### Provided data ###
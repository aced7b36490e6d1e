//! Tests for a single day's slot rules: legal choices, adds, updates and removals.

use slot_engine::{AddOutcome, DaySchedule, Interval, SlotError, SlotField, TimeOfDay};

// ── Helpers ─────────────────────────────────────────────────────────────────

fn t(s: &str) -> TimeOfDay {
    s.parse().unwrap()
}

fn slot(start: &str, end: &str) -> Interval {
    Interval::new(t(start), t(end)).unwrap()
}

fn day(slots: &[(&str, &str)]) -> DaySchedule {
    DaySchedule::from_slots(slots.iter().map(|(s, e)| slot(s, e)).collect()).unwrap()
}

fn times(values: &[&str]) -> Vec<TimeOfDay> {
    values.iter().map(|v| t(v)).collect()
}

// ── Wake-up bootstrap ───────────────────────────────────────────────────────

#[test]
fn add_on_empty_day_requests_wake_up() {
    let mut d = DaySchedule::new();
    assert_eq!(d.add_slot().unwrap(), AddOutcome::AwaitingWakeUp);
    assert!(d.is_empty(), "nothing is appended before the wake-up time");
}

#[test]
fn wake_up_sets_first_slot_from_midnight() {
    let mut d = DaySchedule::new();
    let first = d.set_wake_up_time(t("07:00")).unwrap();
    assert_eq!(first, slot("00:00", "07:00"));
    assert_eq!(d.slots(), &[slot("00:00", "07:00")]);
    assert_eq!(d.wake_up_time(), Some(t("07:00")));
}

#[test]
fn wake_up_at_midnight_is_rejected() {
    let mut d = DaySchedule::new();
    assert!(matches!(
        d.set_wake_up_time(t("00:00")),
        Err(SlotError::EmptyInterval { .. })
    ));
    assert!(d.is_empty());
}

#[test]
fn wake_up_only_once() {
    let mut d = day(&[("00:00", "07:00")]);
    assert_eq!(
        d.set_wake_up_time(t("08:00")),
        Err(SlotError::WakeUpAlreadySet("07:00".to_string()))
    );
    assert_eq!(d.len(), 1);
}

#[test]
fn wake_up_choices_on_empty_day() {
    let d = DaySchedule::new();
    let choices = d.wake_up_times();
    assert_eq!(choices.len(), 47, "every grid time except 00:00");
    assert_eq!(choices[0], t("00:30"));
    assert_eq!(choices[46], t("23:30"));
}

#[test]
fn no_wake_up_choices_once_set() {
    let d = day(&[("00:00", "07:00")]);
    assert!(d.wake_up_times().is_empty());
}

// ── Default add ─────────────────────────────────────────────────────────────

#[test]
fn add_appends_block_after_gap() {
    let mut d = day(&[("00:00", "07:00")]);
    let outcome = d.add_slot().unwrap();
    assert_eq!(outcome, AddOutcome::Added(slot("07:30", "08:00")));
    assert_eq!(d.slots(), &[slot("00:00", "07:00"), slot("07:30", "08:00")]);
}

#[test]
fn add_follows_last_slot() {
    let mut d = day(&[("00:00", "07:00"), ("09:00", "12:00")]);
    d.add_slot().unwrap();
    assert_eq!(d.slots()[2], slot("12:30", "13:00"));
}

#[test]
fn add_near_midnight_clamps_end() {
    let mut d = day(&[("00:00", "23:00")]);
    assert_eq!(d.add_slot().unwrap(), AddOutcome::Added(slot("23:30", "23:59")));
}

#[test]
fn add_with_no_room_left_fails() {
    let mut d = day(&[("00:00", "23:30")]);
    assert_eq!(d.add_slot(), Err(SlotError::DayFull("23:30".to_string())));
    assert_eq!(d.len(), 1);
}

// ── Legal choices ───────────────────────────────────────────────────────────

#[test]
fn wake_up_slot_start_is_fixed() {
    let d = day(&[("00:00", "07:00"), ("07:30", "08:00")]);
    assert_eq!(d.legal_start_times(0), vec![TimeOfDay::MIDNIGHT]);
    assert_eq!(d.min_start(0), TimeOfDay::MIDNIGHT);
}

#[test]
fn second_slot_starts_thirty_minutes_after_wake_up() {
    let d = day(&[("00:00", "07:00"), ("09:00", "12:00")]);
    let starts = d.legal_start_times(1);
    assert_eq!(d.min_start(1), t("07:30"));
    assert_eq!(starts.first(), Some(&t("07:30")));
    assert_eq!(starts.last(), Some(&t("11:30")), "start must stay before the slot's end");
    assert_eq!(starts.len(), 9);
}

#[test]
fn later_slot_start_follows_previous_end() {
    let d = day(&[("00:00", "07:00"), ("08:00", "09:00"), ("11:00", "12:00")]);
    let starts = d.legal_start_times(2);
    assert_eq!(starts, times(&["09:30", "10:00", "10:30", "11:00", "11:30"]));
}

#[test]
fn end_choices_stop_before_next_slot() {
    let d = day(&[("00:00", "07:00"), ("07:30", "08:00"), ("10:00", "11:00")]);
    let ends = d.legal_end_times(1, t("07:30"));
    // 10:00 would touch the next slot
    assert_eq!(ends, times(&["08:00", "08:30", "09:00", "09:30"]));
}

#[test]
fn end_choices_of_last_slot_run_to_end_of_grid() {
    let d = day(&[("00:00", "07:00"), ("07:30", "08:00")]);
    let ends = d.legal_end_times(1, t("07:30"));
    assert_eq!(ends.first(), Some(&t("08:00")));
    assert_eq!(ends.last(), Some(&t("23:30")));
    assert_eq!(ends.len(), 32);
}

#[test]
fn wake_up_end_choices_respect_next_slot() {
    let d = day(&[("00:00", "07:00"), ("07:30", "08:00")]);
    let ends = d.legal_end_times(0, TimeOfDay::MIDNIGHT);
    assert_eq!(ends.first(), Some(&t("00:30")));
    assert_eq!(ends.last(), Some(&t("07:00")));
    assert_eq!(ends.len(), 14);
}

#[test]
fn end_choices_strictly_after_start() {
    let d = day(&[("00:00", "07:00"), ("07:30", "08:00")]);
    assert!(d.legal_end_times(1, t("12:00")).iter().all(|&e| e > t("12:00")));
}

#[test]
fn every_offered_choice_is_accepted() {
    let d = day(&[("00:00", "07:00"), ("08:00", "10:00"), ("13:00", "14:00")]);

    for index in 0..d.len() {
        for start in d.legal_start_times(index) {
            let mut copy = d.clone();
            assert!(
                copy.update_slot(index, SlotField::Start, start).is_ok(),
                "offered start {start} for slot {index} was rejected"
            );
        }
        let current = d.slots()[index];
        for end in d.legal_end_times(index, current.start) {
            let mut copy = d.clone();
            assert!(
                copy.update_slot(index, SlotField::End, end).is_ok(),
                "offered end {end} for slot {index} was rejected"
            );
        }
    }
}

// ── Updates ─────────────────────────────────────────────────────────────────

#[test]
fn end_before_start_rejected_and_day_unchanged() {
    let mut d = day(&[("00:00", "07:00"), ("07:30", "08:00")]);
    let before = d.clone();

    let result = d.update_slot(1, SlotField::End, t("07:15"));

    assert!(matches!(result, Err(SlotError::EmptyInterval { .. })));
    assert_eq!(d, before);
}

#[test]
fn end_touching_next_slot_rejected() {
    let mut d = day(&[("00:00", "07:00"), ("07:30", "08:00"), ("09:00", "10:00")]);
    let before = d.clone();

    let result = d.update_slot(1, SlotField::End, t("09:00"));

    assert_eq!(
        result,
        Err(SlotError::OverlapRejected {
            candidate: slot("07:30", "09:00"),
            conflict_index: 2,
            conflict: slot("09:00", "10:00"),
        })
    );
    assert_eq!(d, before);
}

#[test]
fn end_swallowing_next_slot_rejected() {
    let mut d = day(&[("00:00", "07:00"), ("07:30", "08:00"), ("09:00", "10:00")]);
    assert!(matches!(
        d.update_slot(1, SlotField::End, t("11:00")),
        Err(SlotError::OverlapRejected { conflict_index: 2, .. })
    ));
}

#[test]
fn start_edits_are_checked_too() {
    let mut d = day(&[("00:00", "07:00"), ("07:30", "08:00"), ("09:00", "10:00")]);
    let before = d.clone();

    let result = d.update_slot(2, SlotField::Start, t("08:00"));

    assert!(matches!(
        result,
        Err(SlotError::OverlapRejected { conflict_index: 1, .. })
    ));
    assert_eq!(d, before);
}

#[test]
fn start_past_end_rejected() {
    let mut d = day(&[("00:00", "07:00"), ("07:30", "08:00")]);
    assert!(matches!(
        d.update_slot(1, SlotField::Start, t("08:30")),
        Err(SlotError::EmptyInterval { .. })
    ));
}

#[test]
fn wake_up_slot_start_cannot_move() {
    let mut d = day(&[("00:00", "07:00")]);
    assert_eq!(
        d.update_slot(0, SlotField::Start, t("01:00")),
        Err(SlotError::FixedWakeUpStart)
    );
    assert!(d.update_slot(0, SlotField::Start, TimeOfDay::MIDNIGHT).is_ok());
}

#[test]
fn valid_updates_applied() {
    let mut d = day(&[("00:00", "07:00"), ("07:30", "08:00")]);

    assert_eq!(
        d.update_slot(1, SlotField::End, t("09:30")).unwrap(),
        slot("07:30", "09:30")
    );
    assert_eq!(
        d.update_slot(1, SlotField::Start, t("08:00")).unwrap(),
        slot("08:00", "09:30")
    );
    assert_eq!(
        d.update_slot(0, SlotField::End, t("06:30")).unwrap(),
        slot("00:00", "06:30")
    );
    assert_eq!(
        d.slots(),
        &[slot("00:00", "06:30"), slot("08:00", "09:30")]
    );
}

#[test]
fn validate_no_overlap_skips_excluded_slot() {
    let d = day(&[("00:00", "07:00"), ("07:30", "08:00")]);
    let candidate = slot("07:30", "09:00");
    assert!(d.validate_no_overlap(&candidate, Some(1)).is_ok());
    assert!(d.validate_no_overlap(&candidate, None).is_err());
}

// ── Removal ─────────────────────────────────────────────────────────────────

#[test]
fn remove_shifts_later_slots_down() {
    let mut d = day(&[("00:00", "07:00"), ("07:30", "08:00"), ("09:00", "10:00")]);
    let removed = d.remove_slot(1);
    assert_eq!(removed, slot("07:30", "08:00"));
    assert_eq!(d.slots(), &[slot("00:00", "07:00"), slot("09:00", "10:00")]);
}

#[test]
fn removing_wake_up_slot_keeps_the_rest() {
    let mut d = day(&[("00:00", "07:00"), ("07:30", "08:00")]);
    d.remove_slot(0);
    assert_eq!(d.slots(), &[slot("07:30", "08:00")]);
}

#[test]
fn day_without_wake_up_slot_offers_no_wake_up_times() {
    let mut d = day(&[("00:00", "07:00"), ("07:30", "08:00")]);
    d.remove_slot(0);

    assert_eq!(d.wake_up_time(), None);
    assert!(d.wake_up_times().is_empty());
    assert_eq!(d.set_wake_up_time(t("07:00")), Err(SlotError::DayHasSlots(1)));
    assert_eq!(d.slots(), &[slot("07:30", "08:00")]);
}

#[test]
fn first_slot_start_moves_freely_after_wake_up_removed() {
    let mut d = day(&[("00:00", "07:00"), ("07:30", "08:00")]);
    d.remove_slot(0);

    let starts = d.legal_start_times(0);
    assert_eq!(starts.first(), Some(&TimeOfDay::MIDNIGHT));
    assert_eq!(starts.last(), Some(&t("07:30")));
    assert_eq!(starts.len(), 16);

    assert_eq!(
        d.update_slot(0, SlotField::Start, t("07:00")).unwrap(),
        slot("07:00", "08:00")
    );
    assert_eq!(d.wake_up_time(), None);
}

#[test]
fn moving_first_slot_to_midnight_restores_wake_up() {
    let mut d = day(&[("07:30", "08:00")]);
    d.update_slot(0, SlotField::Start, TimeOfDay::MIDNIGHT).unwrap();

    assert_eq!(d.wake_up_time(), Some(t("08:00")));
    assert_eq!(d.legal_start_times(0), vec![TimeOfDay::MIDNIGHT]);
    assert_eq!(
        d.update_slot(0, SlotField::Start, t("01:00")),
        Err(SlotError::FixedWakeUpStart)
    );
}

#[test]
fn removing_only_slot_empties_day() {
    let mut d = day(&[("00:00", "07:00")]);
    d.remove_slot(0);
    assert!(d.is_empty());
    assert_eq!(d.add_slot().unwrap(), AddOutcome::AwaitingWakeUp);
}

#[test]
#[should_panic(expected = "out of range")]
fn out_of_range_index_panics() {
    let mut d = day(&[("00:00", "07:00")]);
    d.remove_slot(3);
}

#[test]
#[should_panic(expected = "out of range")]
fn options_for_missing_slot_panic() {
    DaySchedule::new().legal_start_times(0);
}

// ── Validation of loaded data ───────────────────────────────────────────────

#[test]
fn from_slots_rejects_unsorted() {
    let result = DaySchedule::from_slots(vec![slot("09:00", "10:00"), slot("00:00", "07:00")]);
    assert!(matches!(result, Err(SlotError::InvalidSchedule(_))));
}

#[test]
fn from_slots_rejects_touching() {
    let result = DaySchedule::from_slots(vec![slot("00:00", "07:00"), slot("07:00", "08:00")]);
    assert!(matches!(result, Err(SlotError::InvalidSchedule(_))));
}

#[test]
fn from_slots_rejects_empty_interval() {
    let bad = Interval {
        start: t("08:00"),
        end: t("08:00"),
    };
    let result = DaySchedule::from_slots(vec![slot("00:00", "07:00"), bad]);
    assert!(matches!(result, Err(SlotError::InvalidSchedule(_))));
}

#[test]
fn slot_field_parsing() {
    assert_eq!("start".parse::<SlotField>().unwrap(), SlotField::Start);
    assert_eq!("END".parse::<SlotField>().unwrap(), SlotField::End);
    assert!(matches!(
        "middle".parse::<SlotField>(),
        Err(SlotError::InvalidField(_))
    ));
}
###
Exercise instructions ▸ Work out how many lines in the data above hold the word "copy". Reply with nothing but the count.

Answer to this problem ▸ 4